**EXERCISE DETAILS:** Look for the string "velocity" in the data below, and copy each line that holds it.

**GIVEN DATA:**
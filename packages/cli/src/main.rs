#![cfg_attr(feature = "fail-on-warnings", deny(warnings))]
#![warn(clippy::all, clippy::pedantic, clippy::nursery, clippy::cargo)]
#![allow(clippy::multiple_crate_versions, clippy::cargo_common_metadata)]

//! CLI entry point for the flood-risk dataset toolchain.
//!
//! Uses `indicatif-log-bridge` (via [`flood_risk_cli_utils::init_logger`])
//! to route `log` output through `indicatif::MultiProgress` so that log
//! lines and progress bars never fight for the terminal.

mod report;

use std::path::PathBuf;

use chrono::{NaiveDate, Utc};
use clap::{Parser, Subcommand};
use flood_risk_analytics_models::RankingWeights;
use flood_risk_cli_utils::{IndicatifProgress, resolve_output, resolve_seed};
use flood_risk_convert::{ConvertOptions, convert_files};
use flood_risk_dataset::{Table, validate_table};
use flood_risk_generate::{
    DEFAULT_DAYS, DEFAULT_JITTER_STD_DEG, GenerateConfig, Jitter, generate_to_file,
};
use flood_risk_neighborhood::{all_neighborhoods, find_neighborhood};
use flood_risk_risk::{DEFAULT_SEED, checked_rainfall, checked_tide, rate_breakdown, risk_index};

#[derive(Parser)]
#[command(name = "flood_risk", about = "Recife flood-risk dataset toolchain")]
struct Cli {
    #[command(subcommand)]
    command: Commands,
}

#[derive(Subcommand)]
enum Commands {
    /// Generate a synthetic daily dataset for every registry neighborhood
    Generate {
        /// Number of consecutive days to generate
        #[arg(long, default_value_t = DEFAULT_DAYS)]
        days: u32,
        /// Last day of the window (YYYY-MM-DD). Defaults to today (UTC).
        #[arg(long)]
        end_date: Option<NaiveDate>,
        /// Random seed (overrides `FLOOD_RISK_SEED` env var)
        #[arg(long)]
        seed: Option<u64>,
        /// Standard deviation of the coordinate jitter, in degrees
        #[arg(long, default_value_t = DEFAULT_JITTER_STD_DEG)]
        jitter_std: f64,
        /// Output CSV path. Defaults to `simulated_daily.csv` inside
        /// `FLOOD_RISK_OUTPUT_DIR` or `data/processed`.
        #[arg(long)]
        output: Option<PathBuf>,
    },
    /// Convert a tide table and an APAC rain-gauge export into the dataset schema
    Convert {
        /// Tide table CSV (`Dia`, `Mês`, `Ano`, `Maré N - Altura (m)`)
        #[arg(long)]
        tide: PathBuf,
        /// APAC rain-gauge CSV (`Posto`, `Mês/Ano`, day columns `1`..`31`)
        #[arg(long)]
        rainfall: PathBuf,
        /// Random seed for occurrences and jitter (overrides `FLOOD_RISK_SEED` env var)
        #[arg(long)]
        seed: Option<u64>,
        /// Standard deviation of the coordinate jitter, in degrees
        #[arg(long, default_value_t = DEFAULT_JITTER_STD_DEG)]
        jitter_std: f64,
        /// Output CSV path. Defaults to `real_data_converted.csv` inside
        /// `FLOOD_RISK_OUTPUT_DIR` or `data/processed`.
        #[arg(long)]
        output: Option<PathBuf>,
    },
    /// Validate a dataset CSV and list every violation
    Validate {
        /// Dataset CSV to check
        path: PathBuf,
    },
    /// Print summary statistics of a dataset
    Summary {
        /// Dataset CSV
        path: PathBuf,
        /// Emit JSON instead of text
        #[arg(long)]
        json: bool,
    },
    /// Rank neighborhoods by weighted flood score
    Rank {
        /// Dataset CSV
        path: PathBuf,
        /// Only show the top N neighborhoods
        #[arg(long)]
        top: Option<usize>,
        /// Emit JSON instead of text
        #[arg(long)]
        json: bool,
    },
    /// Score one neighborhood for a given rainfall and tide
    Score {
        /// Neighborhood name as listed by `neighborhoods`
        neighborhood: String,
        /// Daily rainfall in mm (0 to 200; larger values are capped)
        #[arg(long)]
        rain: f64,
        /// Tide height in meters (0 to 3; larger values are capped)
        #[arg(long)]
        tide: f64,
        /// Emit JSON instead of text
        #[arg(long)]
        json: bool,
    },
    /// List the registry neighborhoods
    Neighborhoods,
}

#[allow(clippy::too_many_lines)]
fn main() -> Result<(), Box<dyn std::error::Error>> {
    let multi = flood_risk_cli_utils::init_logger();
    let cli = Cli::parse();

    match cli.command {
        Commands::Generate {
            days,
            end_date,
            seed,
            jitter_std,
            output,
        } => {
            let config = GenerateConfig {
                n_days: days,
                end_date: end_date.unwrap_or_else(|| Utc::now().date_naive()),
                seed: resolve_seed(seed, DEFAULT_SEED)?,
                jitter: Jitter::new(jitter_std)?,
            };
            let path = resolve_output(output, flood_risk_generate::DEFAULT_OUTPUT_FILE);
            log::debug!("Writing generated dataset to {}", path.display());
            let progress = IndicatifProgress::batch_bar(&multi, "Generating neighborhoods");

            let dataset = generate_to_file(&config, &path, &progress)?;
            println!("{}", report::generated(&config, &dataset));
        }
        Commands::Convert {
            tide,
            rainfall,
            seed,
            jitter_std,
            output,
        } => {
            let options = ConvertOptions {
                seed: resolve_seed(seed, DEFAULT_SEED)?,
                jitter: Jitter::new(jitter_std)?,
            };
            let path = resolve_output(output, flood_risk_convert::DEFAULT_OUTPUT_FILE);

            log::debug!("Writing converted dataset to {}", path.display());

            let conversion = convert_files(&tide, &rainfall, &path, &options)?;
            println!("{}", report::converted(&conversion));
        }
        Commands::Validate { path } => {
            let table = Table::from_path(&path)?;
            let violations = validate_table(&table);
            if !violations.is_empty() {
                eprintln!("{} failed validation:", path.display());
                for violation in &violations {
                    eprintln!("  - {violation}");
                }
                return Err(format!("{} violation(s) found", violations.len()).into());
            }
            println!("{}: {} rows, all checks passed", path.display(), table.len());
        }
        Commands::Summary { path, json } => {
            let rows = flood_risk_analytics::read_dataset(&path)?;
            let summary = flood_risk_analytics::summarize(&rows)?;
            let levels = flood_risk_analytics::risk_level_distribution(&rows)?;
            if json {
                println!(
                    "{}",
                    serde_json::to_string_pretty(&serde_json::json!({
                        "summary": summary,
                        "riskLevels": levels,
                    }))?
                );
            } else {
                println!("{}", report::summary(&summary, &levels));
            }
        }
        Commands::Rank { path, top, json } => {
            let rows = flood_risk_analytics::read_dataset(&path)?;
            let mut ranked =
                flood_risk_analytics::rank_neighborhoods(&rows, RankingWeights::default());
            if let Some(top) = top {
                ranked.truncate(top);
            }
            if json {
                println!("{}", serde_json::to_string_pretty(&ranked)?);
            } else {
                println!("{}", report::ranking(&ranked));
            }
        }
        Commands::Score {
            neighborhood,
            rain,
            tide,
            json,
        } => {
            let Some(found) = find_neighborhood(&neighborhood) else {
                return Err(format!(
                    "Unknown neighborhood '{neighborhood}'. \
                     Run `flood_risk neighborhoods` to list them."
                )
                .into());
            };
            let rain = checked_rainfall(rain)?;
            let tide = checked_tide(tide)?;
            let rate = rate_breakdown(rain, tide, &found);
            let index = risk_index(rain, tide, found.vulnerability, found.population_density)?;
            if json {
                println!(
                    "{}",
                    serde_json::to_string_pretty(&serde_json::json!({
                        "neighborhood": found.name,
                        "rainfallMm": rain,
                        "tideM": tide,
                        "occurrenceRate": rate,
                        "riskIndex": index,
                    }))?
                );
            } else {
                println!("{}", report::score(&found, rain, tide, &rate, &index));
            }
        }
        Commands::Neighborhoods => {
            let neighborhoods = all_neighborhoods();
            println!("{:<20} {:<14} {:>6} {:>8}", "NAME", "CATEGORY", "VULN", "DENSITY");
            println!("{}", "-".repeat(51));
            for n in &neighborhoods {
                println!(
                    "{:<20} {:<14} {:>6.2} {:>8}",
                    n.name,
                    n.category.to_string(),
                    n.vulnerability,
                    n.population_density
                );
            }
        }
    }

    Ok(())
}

---

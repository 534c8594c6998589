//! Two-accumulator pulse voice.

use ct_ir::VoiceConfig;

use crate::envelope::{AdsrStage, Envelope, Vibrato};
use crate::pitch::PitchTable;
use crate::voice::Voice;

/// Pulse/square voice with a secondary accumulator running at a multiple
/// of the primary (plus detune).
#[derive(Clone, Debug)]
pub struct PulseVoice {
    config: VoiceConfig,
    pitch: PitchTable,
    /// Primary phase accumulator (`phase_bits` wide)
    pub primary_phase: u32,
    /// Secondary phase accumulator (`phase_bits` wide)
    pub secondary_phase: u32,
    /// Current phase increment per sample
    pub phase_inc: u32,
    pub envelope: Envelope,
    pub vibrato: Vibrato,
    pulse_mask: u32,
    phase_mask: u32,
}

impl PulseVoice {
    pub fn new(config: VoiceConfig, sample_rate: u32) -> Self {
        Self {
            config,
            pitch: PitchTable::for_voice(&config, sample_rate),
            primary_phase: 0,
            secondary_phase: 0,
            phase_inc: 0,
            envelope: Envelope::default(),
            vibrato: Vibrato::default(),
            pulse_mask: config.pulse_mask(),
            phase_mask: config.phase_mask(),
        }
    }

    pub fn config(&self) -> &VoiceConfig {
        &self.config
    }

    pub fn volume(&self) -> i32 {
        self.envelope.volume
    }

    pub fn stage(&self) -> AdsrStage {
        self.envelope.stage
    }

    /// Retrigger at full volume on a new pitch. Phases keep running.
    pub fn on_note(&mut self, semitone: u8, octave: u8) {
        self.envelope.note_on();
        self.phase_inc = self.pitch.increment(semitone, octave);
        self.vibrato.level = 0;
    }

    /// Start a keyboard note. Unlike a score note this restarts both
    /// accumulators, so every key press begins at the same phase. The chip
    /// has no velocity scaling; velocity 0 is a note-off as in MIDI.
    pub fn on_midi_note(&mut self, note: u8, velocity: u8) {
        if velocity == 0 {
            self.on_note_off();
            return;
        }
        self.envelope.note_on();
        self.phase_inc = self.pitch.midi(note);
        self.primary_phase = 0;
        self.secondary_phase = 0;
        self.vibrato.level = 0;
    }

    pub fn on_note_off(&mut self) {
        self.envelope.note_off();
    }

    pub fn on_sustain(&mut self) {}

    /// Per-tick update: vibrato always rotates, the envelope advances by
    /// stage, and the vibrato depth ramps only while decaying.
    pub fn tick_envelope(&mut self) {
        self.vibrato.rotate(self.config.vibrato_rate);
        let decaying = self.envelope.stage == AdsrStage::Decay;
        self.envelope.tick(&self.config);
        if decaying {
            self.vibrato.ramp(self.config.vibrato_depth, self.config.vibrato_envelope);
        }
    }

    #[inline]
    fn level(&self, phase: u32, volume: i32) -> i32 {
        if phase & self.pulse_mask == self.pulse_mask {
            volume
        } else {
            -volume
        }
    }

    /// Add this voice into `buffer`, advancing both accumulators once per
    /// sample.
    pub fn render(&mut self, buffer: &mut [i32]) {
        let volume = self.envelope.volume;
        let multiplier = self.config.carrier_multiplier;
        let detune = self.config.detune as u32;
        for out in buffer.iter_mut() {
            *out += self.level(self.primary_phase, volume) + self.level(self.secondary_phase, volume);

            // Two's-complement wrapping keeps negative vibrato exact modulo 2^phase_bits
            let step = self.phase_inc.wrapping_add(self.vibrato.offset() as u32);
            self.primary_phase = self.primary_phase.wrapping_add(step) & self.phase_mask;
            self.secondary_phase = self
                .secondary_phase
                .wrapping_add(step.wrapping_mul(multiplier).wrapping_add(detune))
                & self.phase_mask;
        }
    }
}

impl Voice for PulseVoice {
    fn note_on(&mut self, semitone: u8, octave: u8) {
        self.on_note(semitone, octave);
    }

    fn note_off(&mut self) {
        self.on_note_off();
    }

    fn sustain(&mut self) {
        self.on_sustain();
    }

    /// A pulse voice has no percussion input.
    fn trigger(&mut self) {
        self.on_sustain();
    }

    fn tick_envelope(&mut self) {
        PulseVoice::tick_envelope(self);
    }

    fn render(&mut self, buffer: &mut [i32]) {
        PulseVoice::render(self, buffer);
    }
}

...

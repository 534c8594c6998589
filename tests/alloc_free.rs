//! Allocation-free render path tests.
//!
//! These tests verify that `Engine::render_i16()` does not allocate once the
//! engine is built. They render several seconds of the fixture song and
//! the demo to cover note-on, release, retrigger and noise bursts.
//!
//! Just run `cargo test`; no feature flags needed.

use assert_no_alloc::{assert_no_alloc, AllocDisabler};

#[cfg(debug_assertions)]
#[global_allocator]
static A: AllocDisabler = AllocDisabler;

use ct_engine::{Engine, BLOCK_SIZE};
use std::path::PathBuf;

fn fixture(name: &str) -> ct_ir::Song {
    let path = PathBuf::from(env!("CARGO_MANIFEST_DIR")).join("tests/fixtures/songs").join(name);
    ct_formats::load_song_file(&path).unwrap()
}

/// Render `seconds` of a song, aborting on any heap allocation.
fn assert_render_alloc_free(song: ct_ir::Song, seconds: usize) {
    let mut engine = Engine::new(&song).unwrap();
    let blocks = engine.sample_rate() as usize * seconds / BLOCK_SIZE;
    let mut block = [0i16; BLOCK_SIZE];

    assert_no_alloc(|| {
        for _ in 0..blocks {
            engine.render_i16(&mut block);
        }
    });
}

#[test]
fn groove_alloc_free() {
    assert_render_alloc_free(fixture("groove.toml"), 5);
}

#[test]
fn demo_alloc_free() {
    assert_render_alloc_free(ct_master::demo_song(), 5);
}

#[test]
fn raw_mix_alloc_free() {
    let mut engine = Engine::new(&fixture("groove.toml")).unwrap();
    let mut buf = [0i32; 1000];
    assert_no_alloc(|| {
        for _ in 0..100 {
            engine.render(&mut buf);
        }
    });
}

**EXERCISE RESULT:**
    /// has no velocity scaling; velocity 0 is a note-off as in MIDI.
    pub fn on_midi_note(&mut self, note: u8, velocity: u8) {
        if velocity == 0 {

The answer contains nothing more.